The following blog post is the second in a series of Facebook posts I wrote for Women's History Month, and to follow along with the hashtag #5WomenArtists, started by the National Museum of Women in the Arts. These posts were written to be an accessible, informative, and humorous way to encourage friends of mine to engage with art history and feminism.
HI EVERYONE. Me again. Guess what? In celebration of Women's History Month and #5WomenArtists, we're going to talk about women in the arts! Hey wow cool. You may have seen my post yesterday about gender inequality in the arts, and Sophie Taeuber-Arp. Today we are talking about Zubeida Agha!

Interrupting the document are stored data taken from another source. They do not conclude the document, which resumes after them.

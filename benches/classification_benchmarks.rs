//! Classification and Contract Validation Benchmarks
//!
//! Hot-path costs on every trigger (classification, urgency ordering) and on
//! every stage completion (post-stage contract validation).

use criterion::{black_box, criterion_group, criterion_main, BenchmarkId, Criterion};
use serde_json::json;
use std::path::Path;
use venture_pipeline::contracts::StageContractRegistry;
use venture_pipeline::triggers::sort_by_urgency;
use venture_pipeline::{build_dispatch_request, classify, DispatchRequest};

const EVENTS: [&str; 6] = [
    "decision.submitted",
    "stage.completed",
    "venture.ready",
    "ops.cycle",
    "chairman.override",
    "unknown.event",
];

fn benchmark_classification(c: &mut Criterion) {
    c.bench_function("classify", |b| {
        b.iter(|| {
            for event in EVENTS {
                black_box(classify(black_box(event)));
            }
        })
    });

    c.bench_function("build_dispatch_request", |b| {
        b.iter(|| build_dispatch_request(black_box("gate.evaluated"), json!({"venture_id": "v-1"})))
    });
}

fn benchmark_urgency_sort(c: &mut Criterion) {
    let mut group = c.benchmark_group("sort_by_urgency");
    for size in [10usize, 100, 1000] {
        let requests: Vec<DispatchRequest> = (0..size)
            .map(|n| build_dispatch_request(EVENTS[n % EVENTS.len()], json!({})))
            .collect();
        group.bench_with_input(BenchmarkId::from_parameter(size), &requests, |b, requests| {
            b.iter(|| {
                let mut batch = requests.clone();
                sort_by_urgency(&mut batch);
                batch
            })
        });
    }
    group.finish();
}

fn benchmark_contract_validation(c: &mut Criterion) {
    let registry = StageContractRegistry::load(Path::new("config/stage_contracts.yaml"))
        .expect("shipped contracts should load");
    let output = json!({
        "venture_name": "Harvest Link",
        "problem_statement": "Restaurants cannot source local produce reliably",
        "target_market": "Independent restaurants",
    });

    c.bench_function("validate_post_stage", |b| {
        b.iter(|| registry.validate_post_stage(black_box(1), black_box(&output)))
    });
}

criterion_group!(
    benches,
    benchmark_classification,
    benchmark_urgency_sort,
    benchmark_contract_validation
);
criterion_main!(benches);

If yesterday it was 1915ish and we were in Zurich, today it is 1949, and we are in the newly-created Pakistan! The weather is probably warm, and Agha has just closed the first museum show of any artist in the new country. Dang, fam. Strutting around with a degree in Political Science and Philosophy from Kinnaird College in Lahore, Agha decided that being a highly educated woman in mid-century Pakistan was not badass enough, and went on to study art at the Lahore School of Fine Art, the then-St Martin's School in London in 1950, and the Ecole des Beaux Arts, Paris in 1951 because she was worldly af. During this time she studied the old masters alongside contemporaries, such as (and in particular) Picasso. Upon her return to Pakistan, she settled in Karachi and founded the Gallery of Contemporary Art in Islamabad, becoming a patron in her own right to other Pakistani artists alongside continuing her own practice.

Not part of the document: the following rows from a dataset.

//! Test data builders for contract files, stage runners and work sources.

#![allow(dead_code)]

use async_trait::async_trait;
use parking_lot::Mutex;
use serde_json::{json, Value};
use std::collections::{BTreeMap, VecDeque};
use std::sync::atomic::{AtomicUsize, Ordering};
use std::sync::Arc;
use std::time::Duration;
use venture_pipeline::config::{
    CircuitBreakerConfig, ContractsConfig, EventsConfig, OrchestratorConfig, PipelineConfig,
    RouterConfig, SchedulerConfig,
};
use venture_pipeline::contracts::{EnforcementMode, StageContractRegistry};
use venture_pipeline::pipeline::{StageContext, StageRunner};
use venture_pipeline::scheduler::{ReadyWorkItem, WorkSource};

/// Name of the field stage `n` produces in a [`ContractYamlBuilder`] chain
pub fn output_field(stage: u32) -> String {
    format!("stage_{stage}_output")
}

/// Builds a 25-stage contract file where each stage consumes its
/// predecessor's output field
pub struct ContractYamlBuilder {
    version: String,
    skip_stages: Vec<u32>,
    consumes: BTreeMap<u32, Vec<(u32, String, String)>>,
    extra_constraints: BTreeMap<u32, String>,
}

impl ContractYamlBuilder {
    pub fn new() -> Self {
        Self {
            version: "test-1.0.0".to_string(),
            skip_stages: Vec::new(),
            consumes: BTreeMap::new(),
            extra_constraints: BTreeMap::new(),
        }
    }

    pub fn with_version(mut self, version: &str) -> Self {
        self.version = version.to_string();
        self
    }

    /// Leave a stage out of the file entirely
    pub fn without_stage(mut self, stage: u32) -> Self {
        self.skip_stages.push(stage);
        self
    }

    /// Replace a stage's consumes list with a single entry
    pub fn with_consumed(mut self, stage: u32, upstream: u32, field: &str, field_type: &str) -> Self {
        self.consumes
            .insert(stage, vec![(upstream, field.to_string(), field_type.to_string())]);
        self
    }

    /// Append a raw `key: value` constraint to a stage's produced field
    pub fn with_constraint(mut self, stage: u32, constraint: &str) -> Self {
        self.extra_constraints.insert(stage, constraint.to_string());
        self
    }

    pub fn build(&self) -> String {
        let mut yaml = format!("version: \"{}\"\nstages:\n", self.version);
        for stage in 1..=25u32 {
            if self.skip_stages.contains(&stage) {
                continue;
            }
            yaml.push_str(&format!("  {stage}:\n    name: Stage {stage}\n"));

            let consumes = match self.consumes.get(&stage) {
                Some(entries) => entries.clone(),
                None if stage > 1 => vec![(stage - 1, output_field(stage - 1), "string".to_string())],
                None => Vec::new(),
            };
            if !consumes.is_empty() {
                yaml.push_str("    consumes:\n");
                for (upstream, field, field_type) in consumes {
                    yaml.push_str(&format!(
                        "      - {{ stage: {upstream}, field: {field}, type: {field_type} }}\n"
                    ));
                }
            }

            let extra = self
                .extra_constraints
                .get(&stage)
                .map(|constraint| format!(", {constraint}"))
                .unwrap_or_default();
            yaml.push_str(&format!(
                "    produces:\n      {}: {{ type: string, min_length: 3{extra} }}\n",
                output_field(stage)
            ));
        }
        yaml
    }

    pub fn registry(&self) -> Arc<StageContractRegistry> {
        Arc::new(
            StageContractRegistry::from_yaml_str(&self.build(), "builder")
                .expect("builder contracts should be valid"),
        )
    }
}

impl Default for ContractYamlBuilder {
    fn default() -> Self {
        Self::new()
    }
}

/// Payload for running `stage` with a valid predecessor output
pub fn stage_payload(work_item_id: &str, stage: u32) -> Value {
    let mut payload = json!({ "work_item_id": work_item_id, "stage": stage });
    if stage > 1 {
        payload["inputs"] = json!({
            (stage - 1).to_string(): { output_field(stage - 1): format!("output of stage {}", stage - 1) }
        });
    }
    payload
}

/// Stage runner that produces the chain field, optionally failing or
/// sleeping first
pub struct ScriptedRunner {
    delay: Option<Duration>,
    fail_with: Option<String>,
    pub calls: AtomicUsize,
}

impl ScriptedRunner {
    pub fn succeeding() -> Self {
        Self {
            delay: None,
            fail_with: None,
            calls: AtomicUsize::new(0),
        }
    }

    pub fn failing(message: &str) -> Self {
        Self {
            fail_with: Some(message.to_string()),
            ..Self::succeeding()
        }
    }

    pub fn slow(delay: Duration) -> Self {
        Self {
            delay: Some(delay),
            ..Self::succeeding()
        }
    }

    pub fn call_count(&self) -> usize {
        self.calls.load(Ordering::SeqCst)
    }
}

#[async_trait]
impl StageRunner for ScriptedRunner {
    async fn run(&self, context: &StageContext) -> anyhow::Result<Value> {
        self.calls.fetch_add(1, Ordering::SeqCst);
        if let Some(delay) = self.delay {
            tokio::time::sleep(delay).await;
        }
        if let Some(message) = &self.fail_with {
            anyhow::bail!("{message}");
        }
        Ok(json!({ output_field(context.stage): format!("output of stage {}", context.stage) }))
    }
}

/// Work source backed by a queue of scripted fetch results
pub struct InMemoryWorkSource {
    script: Mutex<VecDeque<anyhow::Result<Vec<ReadyWorkItem>>>>,
    pub limits: Mutex<Vec<usize>>,
}

impl InMemoryWorkSource {
    pub fn empty() -> Self {
        Self::scripted(Vec::new())
    }

    pub fn scripted(script: Vec<anyhow::Result<Vec<ReadyWorkItem>>>) -> Self {
        Self {
            script: Mutex::new(script.into()),
            limits: Mutex::new(Vec::new()),
        }
    }

    pub fn push(&self, result: anyhow::Result<Vec<ReadyWorkItem>>) {
        self.script.lock().push_back(result);
    }

    pub fn fetch_count(&self) -> usize {
        self.limits.lock().len()
    }
}

#[async_trait]
impl WorkSource for InMemoryWorkSource {
    async fn fetch_ready(&self, limit: usize) -> anyhow::Result<Vec<ReadyWorkItem>> {
        self.limits.lock().push(limit);
        let next = self.script.lock().pop_front();
        next.unwrap_or_else(|| Ok(Vec::new()))
    }
}

/// Configuration tuned for fast tests
pub fn test_config(max_concurrent: usize) -> PipelineConfig {
    PipelineConfig {
        scheduler: SchedulerConfig {
            poll_interval_seconds: 1,
            dispatch_batch_size: 4,
            half_open_batch_size: 1,
        },
        orchestrator: OrchestratorConfig { max_concurrent },
        router: RouterConfig {
            handler_timeout_ms: 500,
        },
        circuit_breaker: CircuitBreakerConfig {
            failure_threshold: 3,
            cooldown_seconds: 1,
        },
        contracts: ContractsConfig {
            path: "config/stage_contracts.yaml".into(),
            enforcement: EnforcementMode::Strict,
        },
        events: EventsConfig {
            channel_capacity: 256,
        },
    }
}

Agha's work is abstract, and there's a bold use of colour and focus on two-dimensional forms, with a clearly fauvist inspiration (think Picasso and Matisse, especially). Check out some more of her work here: http://www.vaslart.org/…/pak_masters/zubeida-agha/index.html
Zubeida Agha continued to practice up until her death in 1993, and in 2006, Pakistan honoured her by featuring her image on a series of commemorative postage stamps, alongside nine other Pakistani artists. what a rad gal.
the piece I've tacked on as the thumbnail to this post is "Urban Landscape," 1982. and as an added bonus, look at her in this photo chuckling patronizingly (we can only hope) to the two men she is with. look at her hair. that outfit. girl.